Landlord and Tenant Law
Although the basic concepts of Northern Irish law remain the same as those operating in England, there are some important differences.
Since the last century, Ireland has had special legislation governing the relationship between landlords and tenants, e.g., Deasy’s Act, 1860. As mentioned in our previous parts of this guide, much of this older legislation is still in force in Northern Ireland.
One feature of this is that, under that Act, a tenant can get rid of any continuing liabilities (e.g. for rent, service charges, etc.) once he has assigned his lease with the written consent of the landlord and served notice of assignment (Section 14 and Section 16). The consent has to be endorsed on the assignment deed itself. The landlord usually signs the assignment deed too, to prove that. This also deals with the requisite giving of notice, so there is usually no need for a licence to assign, and commonly one is not used in Northern Ireland.
The Landlord & Tenant Covenants Act 1995 (“1995 Act”) does not apply to Northern Ireland. There is no equivalent of an “authorised guarantee agreement”. So, as above, the assigning tenant is no longer liable for future breaches. It gets a full release.
By the same token (Section 14 of Deasy’s Act), a successor landlord can only recover for lease breaches by the tenant during its actual time as landlord. So on an investment sale, in order to chase up any pre-completion arrears, such a landlord would need to have the benefit of the ability to do so assigned to it by its predecessor.
The effect of Sections 12 & 13 of Deasy’s Act is that landlord covenants in agreements for lease do bind successors to the landlord in Northern Ireland. Unlike the 1995 Act in England, there is no specific provision setting out that such obligations can be said to be personal in order to avoid this. It is however best practice when acting for a developer to include such a provision, along with the usual developer’s release mechanism, when developer works are involved (so as to end the covenants then in any event).
Other points to note under Deasy’s Act are: Section 41 states that unless the lease provides otherwise the landlord is deemed to have good title (and will allow quiet enjoyment); and Section 42 implies a good and substantial repair covenant on the tenant unless the lease provides otherwise. This is an important point for tenants to note if their lease is silent on repair.
Northern Ireland also has some jurisdictional specific modification in this area. For example, the right of “distress” was abolished some time ago by Section 122 of the Judgments (Enforcement) Act (NI) 1969. Although, it is still possible to seek seizure of goods following a judgment through the Enforcement of Judgments Office.
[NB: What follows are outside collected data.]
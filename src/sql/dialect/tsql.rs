//! T-SQL (SQL Server / Azure SQL) dialect.
//!
//! Differences that matter for report queries:
//! - No `LIMIT`; rows are capped with `SELECT TOP n`
//! - Derived tables require an alias
//! - Connections go through ODBC (`DRIVER={...};SERVER=host,port;...`)

use super::helpers;
use super::SqlDialect;
use crate::config::DataSourceConnection;

/// ODBC driver named in SQL Server connection strings.
pub const ODBC_DRIVER: &str = "ODBC Driver 17 for SQL Server";

/// T-SQL (SQL Server) dialect.
#[derive(Debug, Clone, Copy)]
pub struct TSql;

impl SqlDialect for TSql {
    fn name(&self) -> &'static str {
        "tsql"
    }

    fn driver_name(&self) -> &'static str {
        "mssql"
    }

    fn default_port(&self) -> u16 {
        1433
    }

    fn connection_string(&self, conn: &DataSourceConnection) -> String {
        helpers::odbc_target(ODBC_DRIVER, conn, self.default_port())
    }

    fn wrap_query(&self, sql: &str, conditions: &[String], limit: Option<u64>) -> String {
        helpers::wrap_top(sql, conditions, limit)
    }
}
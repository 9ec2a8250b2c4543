//! Configuration module for reportflow.
//!
//! Handles data source connections, environment variables, and settings.

mod connection;
mod settings;

pub use connection::{ConnectionConfigError, DataSourceConnection};
pub use settings::{
    expand_env_vars, ConnectionSettings, ExecutorSettings, ResolverSettings, Settings,
    SettingsError, WorkerSettings,
};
More recently, the Business Tenancies (NI) Order 1996 enacted much of the English equivalent Landlord & Tenant Act 1954. With similar rights of renewal and landlord grounds for opposition available.
For the most part, the Northern Irish practice involving commercial leases follows the English practice. Thankfully for investors, the legislation in Southern Ireland on downwards rent reviews does not apply to Northern Ireland.
The structure of a typical medium to long-term (10-25 years) commercial lease is the same as in England, involving extensive provisions for rent reviews, service charges, insurance, guarantees, etc. However, this must be viewed against the background of the Northern Irish Landlord & Tenant Acts. Some points to watch here are:
Quarter Days (often referred to as gale days) are 1 February, 1 May, 1 August and 1 November. So you would have to specifically adopt the English equivalents if you wanted to pay/receive rent on the same dates as in the other leases in your wider UK portfolio.
The Business Tenancies (NI) Order implies the words “not to be unreasonably withheld or delayed” into covenants which require landlords consent for alienation or alterations, as per the equivalent legislation in England. The Northern Ireland legislation is not as prescriptive, but it does state that the landlord can impose reasonable conditions to giving such consent. It is also not retrospective.
Protected rights apply under the Business Tenancies (NI) Order to leases granted for a 9 month term (or more) or where there was 18 months (or more) business occupation. It is not possible to contract out of that Order. The effect being that most business leases are protected; even short term leases. This is an important difference to bear in mind in NI.
It also means that agreements to surrender cannot contract out of such provisions, as they would be able to do under the 1954 Act in England. Therefore in Northern Ireland such agreements need the Lands Tribunal seal of approval if they are to be enforceable. This involves a Solicitor’s personal appearance at the Lands Tribunal.
Terrorism insurance was not really available in Northern Ireland. This is changing though, especially in the context of large retailers who may self-insure using a standard UK-wide policy. The position instead of this however was that the Government effectively acted as insurer of last resort under the Criminal Damage Compensation Northern Ireland Order 1977. It still applies.
Compensation is still available to both commercial landlords and tenants under the 1977 Order. But the tenant will usually want a rent suspension in such circumstances as well, so where the 1977 Order applies damage is treated as being caused by an Insured Risk in effect. This is acceptable to landlords as they can also claim for loss of profit and consequential loss.
Due to the 1977 Order, the concept of “uninsured” risks in commercial leases is not particularly developed in leases in Northern Ireland. Again, this is also changing as some retailers do seek to utilise their standard UK-wide terms.